Strength Change Explanations in Quantitative Argumentation
Timotheus Kampik, Xiang Yin, Nico Potyka, Francesca Toni

TL;DR
This paper introduces a method for explaining how changes in argument strengths within quantitative argumentation graphs can lead to desired inference outcomes, enhancing the contestability of argumentation-based reasoning.
Contribution
It formalizes strength change explanations, connects them to inverse and counterfactual problems, and demonstrates their properties and applicability through heuristic search.
Findings
Strength change explanations can be systematically derived for layered graphs.
Existence of explanations is proven in certain cases, with limitations identified.

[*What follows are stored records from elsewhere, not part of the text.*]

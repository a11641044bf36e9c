/*
This file is part of the Building Aggregration Tool
Copyright (C) 2022 Novel-T

The Building Aggregration Tool is free software: you can redistribute it and/or modify
it under the terms of the GNU General Public License as published by
the Free Software Foundation, either version 3 of the License, or
(at your option) any later version.

This program is distributed in the hope that it will be useful,
but WITHOUT ANY WARRANTY; without even the implied warranty of
MERCHANTABILITY or FITNESS FOR A PARTICULAR PURPOSE.  See the
GNU General Public License for more details.

You should have received a copy of the GNU General Public License
along with this program.  If not, see <http://www.gnu.org/licenses/>.
*/

//! Metrics Aggregator: classifies every cell into
//! `{Empty, ModelOnly, AnnoOnly, Overlap}` under a configurable
//! `model_presence_mode`, checks that the four counts sum to
//! `total_cells`, and rolls up external-source and per-type annotation
//! counts.

use std::collections::HashMap;

use crate::config::Config;
use crate::error::{VopError, VopResult};
use crate::raster::ViewRaster;

#[derive(Debug, Clone, Default, serde::Serialize, serde::Deserialize)]
pub struct ViewMetrics {
    pub total_cells: u64,
    pub empty_cells: u64,
    pub model_only_cells: u64,
    pub anno_only_cells: u64,
    pub overlap_cells: u64,

    /// Cells whose winning occluder came from a link or DWG import.
    pub ext_cells_any: u64,
    /// Cells occluded by a link/DWG source with no host geometry sharing
    /// the cell (`occ_host` unset).
    pub ext_cells_only: u64,
    pub ext_cells_dwg: u64,
    pub ext_cells_rvt_link: u64,

    pub anno_counts_by_type: HashMap<String, u64>,

    pub depth_test_attempted: u64,
    pub depth_test_wins: u64,
    pub depth_test_rejects: u64,

    /// Resolution provenance, filled in by `run_view` from the
    /// `BoundsResolution` that produced this view's raster.
    pub cell_size_ft_requested: f64,
    pub cell_size_ft_effective: f64,
    pub resolution_mode: String,
    pub cap_triggered: bool,
}

/// Computes the full metrics set for a finished view raster. `view_id` is
/// only used to label the invariant error if the classification ever fails
/// to partition the grid. Resolution-provenance fields are left at their
/// defaults here; the caller fills them in from the `BoundsResolution` that
/// produced `raster`.
pub fn compute_metrics(raster: &ViewRaster, cfg: &Config, view_id: i64) -> VopResult<ViewMetrics> {
    let n = raster.w as usize * raster.h as usize;
    let mut m = ViewMetrics {
        total_cells: n as u64,
        ..Default::default()
    };

    for idx in 0..n {
        let has_model = raster.model_present(idx, cfg.model_presence_mode);
        let has_anno = raster.anno_key[idx] != -1;

        match (has_model, has_anno) {
            (false, false) => m.empty_cells += 1,
            (true, false) => m.model_only_cells += 1,
            (false, true) => m.anno_only_cells += 1,
            (true, true) => m.overlap_cells += 1,
        }

        if raster.occ_dwg[idx] {
            m.ext_cells_any += 1;
            m.ext_cells_dwg += 1;
        } else if raster.occ_link[idx] {
            m.ext_cells_any += 1;
            m.ext_cells_rvt_link += 1;
        }
        if (raster.occ_dwg[idx] || raster.occ_link[idx]) && !raster.occ_host[idx] {
            m.ext_cells_only += 1;
        }
    }

    for anno in &raster.anno_meta {
        *m.anno_counts_by_type.entry(anno.anno_type.clone()).or_insert(0) += 1;
    }

    m.depth_test_attempted = raster.depth_test_stats.attempted;
    m.depth_test_wins = raster.depth_test_stats.wins;
    m.depth_test_rejects = raster.depth_test_stats.rejects;

    let sum_of_parts = m.empty_cells + m.model_only_cells + m.anno_only_cells + m.overlap_cells;
    if sum_of_parts != m.total_cells {
        return Err(VopError::MetricsInvariantViolated {
            view_id,
            total: m.total_cells,
            sum_of_parts,
        });
    }

    Ok(m)
}
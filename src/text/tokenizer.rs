// Copyright 2025-present Harīṣh Tummalachērla
// SPDX-License-Identifier: Apache-2.0

//! Sentence and word splitting.

/// Characters that may trail a sentence terminator and still belong to it.
fn is_closer(c: char) -> bool {
    matches!(c, '"' | '\'' | ')' | ']' | '\u{201D}' | '\u{2019}')
}

fn is_terminator(c: char) -> bool {
    matches!(c, '.' | '!' | '?')
}

/// Split text into words: maximal runs of alphanumerics and underscores.
///
/// Case is preserved and punctuation is dropped, so "don't" becomes
/// `["don", "t"]` and "social.Siamese" becomes `["social", "Siamese"]`.
///
/// # Example
///
/// ```
/// use whisker::tokenize_words;
///
/// assert_eq!(tokenize_words("Short, silky coat!"), vec!["Short", "silky", "coat"]);
/// ```
pub fn tokenize_words(text: &str) -> Vec<String> {
    text.split(|c: char| !(c.is_alphanumeric() || c == '_'))
        .filter(|w| !w.is_empty())
        .map(str::to_string)
        .collect()
}

/// Split text into trimmed sentences.
///
/// A sentence ends at a run of `.`, `!` or `?` (plus any closing quotes or
/// brackets) that is followed by whitespace or the end of the text. A period
/// glued to the next word does not end a sentence.
pub fn split_sentences(text: &str) -> Vec<String> {
    let mut sentences = Vec::new();
    let mut start = 0;
    let mut chars = text.char_indices().peekable();

    while let Some((i, c)) = chars.next() {
        if !is_terminator(c) {
            continue;
        }

        let mut end = i + c.len_utf8();
        while let Some(&(j, next)) = chars.peek() {
            if is_terminator(next) || is_closer(next) {
                end = j + next.len_utf8();
                chars.next();
            } else {
                break;
            }
        }

        let at_boundary = chars.peek().map_or(true, |&(_, next)| next.is_whitespace());
        if at_boundary {
            push_trimmed(&mut sentences, &text[start..end]);
            start = end;
        }
    }

    push_trimmed(&mut sentences, &text[start..]);
    sentences
}

fn push_trimmed(sentences: &mut Vec<String>, piece: &str) {
    let piece = piece.trim();
    if !piece.is_empty() {
        sentences.push(piece.to_string());
    }
}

Heuristic search effectively finds explanations in typical scenarios.
Abstract
In order to make argumentation-based inference contestable, it is crucial to explain what changes can achieve a desired (instead of the contested) inference result. To this end, we introduce strength change explanations for quantitative (bipolar) argumentation graphs. Strength change explanations describe changes to the initial strengths of a subset of the arguments in a given graph that can achieve a desired ordering based on the final strengths of some (potentially different) subset of arguments. We show that the existing notions of inverse and counterfactual problems can be reduced to strength change explanations. We also prove basic soundness and completeness properties of our strength change explanations, and demonstrate their existence and non-existence in some special cases. By applying a heuristic search, we demonstrate that we can often successfully find strength change…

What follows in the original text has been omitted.